Between them, the three men list some reigning sultans of swing post-1950 (in that year Bombay boomed with an incredible 65 bands). Superbly silk-toned talents bookended Churchgate's jazz joints, from Venice and Skyline at The Astoria till Talk of the Town on Marine Drive. Putting a smile on music lover lips were deliciously grunge gig spots like Bullock Cart, Slip Disc and Razzberry Rhinocerous — more affordable, of course, than Blow Up and The Cellar at the Taj and Oberoi. A vibrant local line-up included Kersi Lord, Chris Perry, Chic Chocolate, Braz Gonsalves, Uma Pocha, Usha Uthup, Ajit Singh, Devika and Suresh Bhojwani.
A 1980s wave of international acts wowing the city included The Police (welcomed with signs of 'Police: Not Cops but Pops'), Osibisa, Boney M, Uriah Heap, Wishbone Ash and Europe. That same decade's pop icons, Michael Jackson, Madonna and George Michael had a huge following and Grammy highlights telecast on Doordarshan pushed the video culture.
Speaking of "our" songs and Gen Next's, Bhatt hopes his son will soon outgrow electronic dance music. Kusnur says that though many youngsters are into EDM and thrash/death metal, he knows 14-year-olds who dig Jimi Hendrix and Crosby Stills Nash and Young. Kamani shares how his 10-year-old happily swaps current boy band idols for Bon Jovi and The Eagles, whose classics father and son often break into together. He believes Give It Up by KC and the Sunshine Boys worked well in the finale of the film Kingsman: The Secret Service.

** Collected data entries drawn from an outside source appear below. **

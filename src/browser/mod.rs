use anyhow::{Context, Result};
use std::net::SocketAddr;

/// URL of the dashboard served on `addr`.
///
/// Unspecified bind addresses (`0.0.0.0`, `::`) are opened via localhost.
pub fn dashboard_url(addr: SocketAddr) -> String {
    if addr.ip().is_unspecified() {
        format!("http://localhost:{}/", addr.port())
    } else {
        format!("http://{}/", addr)
    }
}

/// Open a URL in the user's default browser
///
/// # Errors
/// Returns error if browser cannot be opened (e.g., no browser available)
pub fn open_url(url: &str) -> Result<()> {
    webbrowser::open(url)
        .with_context(|| format!("Failed to open browser for URL: {}", url))?;
    Ok(())
}
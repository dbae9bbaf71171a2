//! Orbit camera controls.
//!
//! Drag to orbit around `target`, wheel to dolly. The camera's current
//! position is the source of truth: each `update` re-derives spherical
//! coordinates from it, so anything else that moved the camera (a locked
//! view, a reset) is picked up seamlessly on the next free-orbit frame.

use std::f32::consts::{PI, TAU};
use glam::Vec3;
use crate::core::viewport::Viewport;
use crate::input::queue::InputEvent;
use crate::renderer::camera::Camera3D;

/// Keeps the polar angle off the poles, where look-at has no stable up.
const POLAR_EPSILON: f32 = 1e-6;

/// Radius/polar/azimuth around the target. Polar angle is measured from +Y.
#[derive(Debug, Clone, Copy, PartialEq)]
struct Spherical {
    radius: f32,
    phi: f32,
    theta: f32,
}

impl Spherical {
    fn from_offset(offset: Vec3) -> Self {
        let radius = offset.length();
        if radius < 1e-12 {
            return Self { radius: 0.0, phi: 0.0, theta: 0.0 };
        }
        Self {
            radius,
            theta: offset.x.atan2(offset.z),
            phi: (offset.y / radius).clamp(-1.0, 1.0).acos(),
        }
    }

    fn to_offset(self) -> Vec3 {
        let sin_phi_radius = self.phi.sin() * self.radius;
        Vec3::new(
            sin_phi_radius * self.theta.sin(),
            self.phi.cos() * self.radius,
            sin_phi_radius * self.theta.cos(),
        )
    }
}

#[derive(Debug, Clone)]
pub struct OrbitControls {
    /// When false, pointer and wheel input is ignored.
    pub enabled: bool,
    /// Point the camera orbits around and looks at.
    pub target: Vec3,
    /// Inertia: pending rotation bleeds out over several frames.
    pub enable_damping: bool,
    pub damping_factor: f32,
    pub rotate_speed: f32,
    pub zoom_speed: f32,
    pub min_distance: f32,
    pub max_distance: f32,

    // Pending (theta, phi) rotation and dolly scale, consumed by `update`.
    delta_theta: f32,
    delta_phi: f32,
    scale: f32,

    dragging: bool,
    last_pointer: (f32, f32),
}

impl Default for OrbitControls {
    fn default() -> Self {
        Self {
            enabled: true,
            target: Vec3::ZERO,
            enable_damping: false,
            damping_factor: 0.05,
            rotate_speed: 1.0,
            zoom_speed: 1.0,
            min_distance: 0.0,
            max_distance: f32::INFINITY,
            delta_theta: 0.0,
            delta_phi: 0.0,
            scale: 1.0,
            dragging: false,
            last_pointer: (0.0, 0.0),
        }
    }
}

impl OrbitControls {
    pub fn new() -> Self {
        Self::default()
    }

    pub fn with_damping(mut self, factor: f32) -> Self {
        self.enable_damping = true;
        self.damping_factor = factor.clamp(0.0, 1.0);
        self
    }

    /// Enable or disable user interaction. Disabling drops any drag in
    /// progress and any pending rotation.
    pub fn set_enabled(&mut self, enabled: bool) {
        if self.enabled && !enabled {
            self.dragging = false;
            self.delta_theta = 0.0;
            self.delta_phi = 0.0;
            self.scale = 1.0;
        }
        self.enabled = enabled;
    }

    pub fn is_dragging(&self) -> bool {
        self.dragging
    }

    /// Feed one input event. Returns true if the event was consumed.
    pub fn handle_event(&mut self, event: &InputEvent, viewport: &Viewport) -> bool {
        if !self.enabled {
            return false;
        }
        match *event {
            InputEvent::PointerDown { x, y } => {
                self.dragging = true;
                self.last_pointer = (x, y);
                true
            }
            InputEvent::PointerMove { x, y } => {
                if !self.dragging {
                    return false;
                }
                let dx = x - self.last_pointer.0;
                let dy = y - self.last_pointer.1;
                self.last_pointer = (x, y);
                self.rotate_left(TAU * dx / viewport.height * self.rotate_speed);
                self.rotate_up(TAU * dy / viewport.height * self.rotate_speed);
                true
            }
            InputEvent::PointerUp { .. } => {
                let was_dragging = self.dragging;
                self.dragging = false;
                was_dragging
            }
            InputEvent::Wheel { delta_y } => {
                let step = 0.95_f32.powf(self.zoom_speed);
                if delta_y < 0.0 {
                    self.scale *= step;
                } else if delta_y > 0.0 {
                    self.scale /= step;
                }
                delta_y != 0.0
            }
        }
    }

    pub fn rotate_left(&mut self, angle: f32) {
        self.delta_theta -= angle;
    }

    pub fn rotate_up(&mut self, angle: f32) {
        self.delta_phi -= angle;
    }

    /// Move the camera by the pending rotation/dolly and face the target.
    /// Returns true if the camera moved noticeably.
    pub fn update(&mut self, camera: &mut Camera3D) -> bool {
        let before = camera.position;
        let mut spherical = Spherical::from_offset(camera.position - self.target);

        if self.enable_damping {
            spherical.theta += self.delta_theta * self.damping_factor;
            spherical.phi += self.delta_phi * self.damping_factor;
        } else {
            spherical.theta += self.delta_theta;
            spherical.phi += self.delta_phi;
        }
        spherical.phi = spherical.phi.clamp(POLAR_EPSILON, PI - POLAR_EPSILON);
        spherical.radius = (spherical.radius * self.scale).clamp(self.min_distance, self.max_distance);

        camera.position = self.target + spherical.to_offset();
        camera.look_at(self.target);

        if self.enable_damping {
            self.delta_theta *= 1.0 - self.damping_factor;
            self.delta_phi *= 1.0 - self.damping_factor;
        } else {
            self.delta_theta = 0.0;
            self.delta_phi = 0.0;
        }
        self.scale = 1.0;

        (camera.position - before).length_squared() > 1e-12
    }
}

I offer a story in return. My daughter and I were watching the end of Kung Fu Panda with her classmates. The credits rolled, with "expert timing" to strains of
Everybody Was Kung Fu Fighting. Thrilled with that smash pop blast from our past, some of us mums sang along, dancing down the Inox steps. Half a dozen mortified little girls stared. We discounted hissy whispers of "What are you doing" and "Stop it please." Glad to bop back to Oh-hoh-hoh-hoah days of rah-rah and roar.